=== Begin Enclosure ===
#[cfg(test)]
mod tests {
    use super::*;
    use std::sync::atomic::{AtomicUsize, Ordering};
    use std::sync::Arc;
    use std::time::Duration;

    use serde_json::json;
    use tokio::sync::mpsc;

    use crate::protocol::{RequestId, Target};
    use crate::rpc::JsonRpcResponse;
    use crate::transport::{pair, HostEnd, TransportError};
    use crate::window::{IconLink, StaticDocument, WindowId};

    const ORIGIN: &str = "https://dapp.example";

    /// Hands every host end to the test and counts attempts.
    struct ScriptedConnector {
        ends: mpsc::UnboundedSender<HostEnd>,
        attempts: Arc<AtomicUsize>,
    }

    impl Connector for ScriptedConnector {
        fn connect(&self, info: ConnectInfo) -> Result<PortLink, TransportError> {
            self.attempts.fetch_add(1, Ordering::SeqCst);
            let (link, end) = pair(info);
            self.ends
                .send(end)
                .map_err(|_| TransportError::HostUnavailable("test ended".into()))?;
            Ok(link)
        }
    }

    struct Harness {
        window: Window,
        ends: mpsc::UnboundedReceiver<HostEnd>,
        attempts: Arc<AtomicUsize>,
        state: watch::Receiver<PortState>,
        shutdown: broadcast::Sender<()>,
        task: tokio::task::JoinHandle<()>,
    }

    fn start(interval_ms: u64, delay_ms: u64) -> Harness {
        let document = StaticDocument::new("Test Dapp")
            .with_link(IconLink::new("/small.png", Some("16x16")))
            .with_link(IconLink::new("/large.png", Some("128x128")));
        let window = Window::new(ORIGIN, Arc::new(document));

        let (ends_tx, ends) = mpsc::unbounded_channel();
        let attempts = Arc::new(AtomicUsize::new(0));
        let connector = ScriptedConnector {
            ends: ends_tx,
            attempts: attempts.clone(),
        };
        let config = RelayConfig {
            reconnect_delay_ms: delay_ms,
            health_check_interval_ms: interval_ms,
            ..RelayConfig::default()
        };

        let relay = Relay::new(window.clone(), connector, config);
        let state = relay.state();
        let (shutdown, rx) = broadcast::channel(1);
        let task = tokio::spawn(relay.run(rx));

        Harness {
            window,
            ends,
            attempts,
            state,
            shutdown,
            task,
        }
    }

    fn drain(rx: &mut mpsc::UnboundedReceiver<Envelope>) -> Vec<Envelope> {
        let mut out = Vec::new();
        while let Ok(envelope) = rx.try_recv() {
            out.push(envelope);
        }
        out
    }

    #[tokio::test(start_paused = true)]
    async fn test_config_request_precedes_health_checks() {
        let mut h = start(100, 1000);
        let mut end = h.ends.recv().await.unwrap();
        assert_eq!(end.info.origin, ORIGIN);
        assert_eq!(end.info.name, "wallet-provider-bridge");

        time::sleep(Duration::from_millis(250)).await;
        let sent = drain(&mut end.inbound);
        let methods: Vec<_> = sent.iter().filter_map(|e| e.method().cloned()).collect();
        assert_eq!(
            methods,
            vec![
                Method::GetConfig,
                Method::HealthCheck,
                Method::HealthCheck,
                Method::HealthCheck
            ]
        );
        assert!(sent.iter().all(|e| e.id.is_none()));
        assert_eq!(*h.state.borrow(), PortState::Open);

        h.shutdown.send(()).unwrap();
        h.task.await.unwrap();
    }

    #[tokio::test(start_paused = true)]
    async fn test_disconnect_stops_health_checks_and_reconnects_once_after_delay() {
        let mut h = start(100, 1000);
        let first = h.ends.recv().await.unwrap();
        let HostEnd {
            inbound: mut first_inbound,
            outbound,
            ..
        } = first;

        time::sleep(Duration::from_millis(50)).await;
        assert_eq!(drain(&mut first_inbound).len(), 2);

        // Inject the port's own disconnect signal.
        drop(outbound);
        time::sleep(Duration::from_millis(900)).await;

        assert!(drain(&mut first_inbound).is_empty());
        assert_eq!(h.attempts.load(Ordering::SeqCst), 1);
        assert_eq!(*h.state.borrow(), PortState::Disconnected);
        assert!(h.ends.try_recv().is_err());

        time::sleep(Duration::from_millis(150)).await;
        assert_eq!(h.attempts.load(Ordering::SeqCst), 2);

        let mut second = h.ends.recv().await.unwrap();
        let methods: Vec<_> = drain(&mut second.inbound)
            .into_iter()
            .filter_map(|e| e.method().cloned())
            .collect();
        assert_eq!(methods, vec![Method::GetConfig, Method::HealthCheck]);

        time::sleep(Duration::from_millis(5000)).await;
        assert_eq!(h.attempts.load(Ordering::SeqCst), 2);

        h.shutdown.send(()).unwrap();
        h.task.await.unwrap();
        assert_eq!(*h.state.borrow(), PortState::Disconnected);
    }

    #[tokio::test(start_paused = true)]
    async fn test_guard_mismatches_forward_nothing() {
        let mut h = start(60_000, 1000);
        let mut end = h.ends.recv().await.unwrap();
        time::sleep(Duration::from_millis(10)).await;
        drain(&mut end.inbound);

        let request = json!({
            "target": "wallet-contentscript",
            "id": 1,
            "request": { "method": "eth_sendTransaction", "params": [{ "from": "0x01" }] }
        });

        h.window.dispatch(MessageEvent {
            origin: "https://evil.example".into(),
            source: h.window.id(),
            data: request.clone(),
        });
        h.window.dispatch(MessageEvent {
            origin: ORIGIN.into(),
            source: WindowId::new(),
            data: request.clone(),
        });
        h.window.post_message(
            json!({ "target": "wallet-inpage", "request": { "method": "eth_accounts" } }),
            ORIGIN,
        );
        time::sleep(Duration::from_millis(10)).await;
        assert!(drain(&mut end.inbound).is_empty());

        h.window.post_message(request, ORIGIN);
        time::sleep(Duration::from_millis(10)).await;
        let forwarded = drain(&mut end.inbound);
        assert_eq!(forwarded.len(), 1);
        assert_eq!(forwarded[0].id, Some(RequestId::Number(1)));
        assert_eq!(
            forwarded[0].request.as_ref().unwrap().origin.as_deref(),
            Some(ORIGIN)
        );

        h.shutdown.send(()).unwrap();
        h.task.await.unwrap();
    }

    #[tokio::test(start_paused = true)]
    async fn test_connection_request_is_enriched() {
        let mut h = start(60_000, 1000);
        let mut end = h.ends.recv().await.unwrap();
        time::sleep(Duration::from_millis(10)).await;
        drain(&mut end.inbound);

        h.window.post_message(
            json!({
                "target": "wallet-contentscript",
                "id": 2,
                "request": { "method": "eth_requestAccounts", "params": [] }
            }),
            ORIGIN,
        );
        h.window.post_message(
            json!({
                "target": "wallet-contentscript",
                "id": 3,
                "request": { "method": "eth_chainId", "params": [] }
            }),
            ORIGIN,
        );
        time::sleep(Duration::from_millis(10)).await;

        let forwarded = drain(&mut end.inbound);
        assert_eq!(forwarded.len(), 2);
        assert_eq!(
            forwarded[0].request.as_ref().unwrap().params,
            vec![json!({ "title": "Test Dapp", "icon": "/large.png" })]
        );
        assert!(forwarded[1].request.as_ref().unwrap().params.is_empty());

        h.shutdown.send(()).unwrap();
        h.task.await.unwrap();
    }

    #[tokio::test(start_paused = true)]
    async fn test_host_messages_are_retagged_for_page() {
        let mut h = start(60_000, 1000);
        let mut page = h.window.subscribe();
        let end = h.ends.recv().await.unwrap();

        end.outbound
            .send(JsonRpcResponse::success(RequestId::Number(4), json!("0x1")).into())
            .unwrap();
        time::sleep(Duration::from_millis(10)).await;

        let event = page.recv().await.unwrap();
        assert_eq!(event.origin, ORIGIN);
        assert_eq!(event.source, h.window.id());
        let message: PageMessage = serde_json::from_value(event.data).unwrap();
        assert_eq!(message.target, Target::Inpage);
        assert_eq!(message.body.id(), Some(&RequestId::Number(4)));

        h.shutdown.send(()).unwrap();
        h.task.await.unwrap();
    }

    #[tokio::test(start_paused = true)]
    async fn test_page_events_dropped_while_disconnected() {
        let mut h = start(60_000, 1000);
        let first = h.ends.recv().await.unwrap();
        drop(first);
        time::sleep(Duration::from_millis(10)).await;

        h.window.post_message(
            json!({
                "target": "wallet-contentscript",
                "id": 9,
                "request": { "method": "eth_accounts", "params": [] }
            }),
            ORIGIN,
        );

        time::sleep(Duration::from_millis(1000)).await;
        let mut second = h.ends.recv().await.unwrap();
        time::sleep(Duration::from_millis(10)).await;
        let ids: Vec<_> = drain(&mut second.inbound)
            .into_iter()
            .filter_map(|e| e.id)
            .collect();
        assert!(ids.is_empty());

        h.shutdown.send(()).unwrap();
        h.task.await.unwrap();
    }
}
=== End Enclosure ===
- Problem requirements
What do the lines above say from the one containing "let methods: Vec<_> = drain(&mut" down to the one containing "time::sleep(Duration::from_millis(5000)).await;"? Return them exactly, both end lines included, and only them.

- Result of this exercise
        let methods: Vec<_> = drain(&mut second.inbound)
            .into_iter()
            .filter_map(|e| e.method().cloned())
            .collect();
        assert_eq!(methods, vec![Method::GetConfig, Method::HealthCheck]);

        time::sleep(Duration::from_millis(5000)).await;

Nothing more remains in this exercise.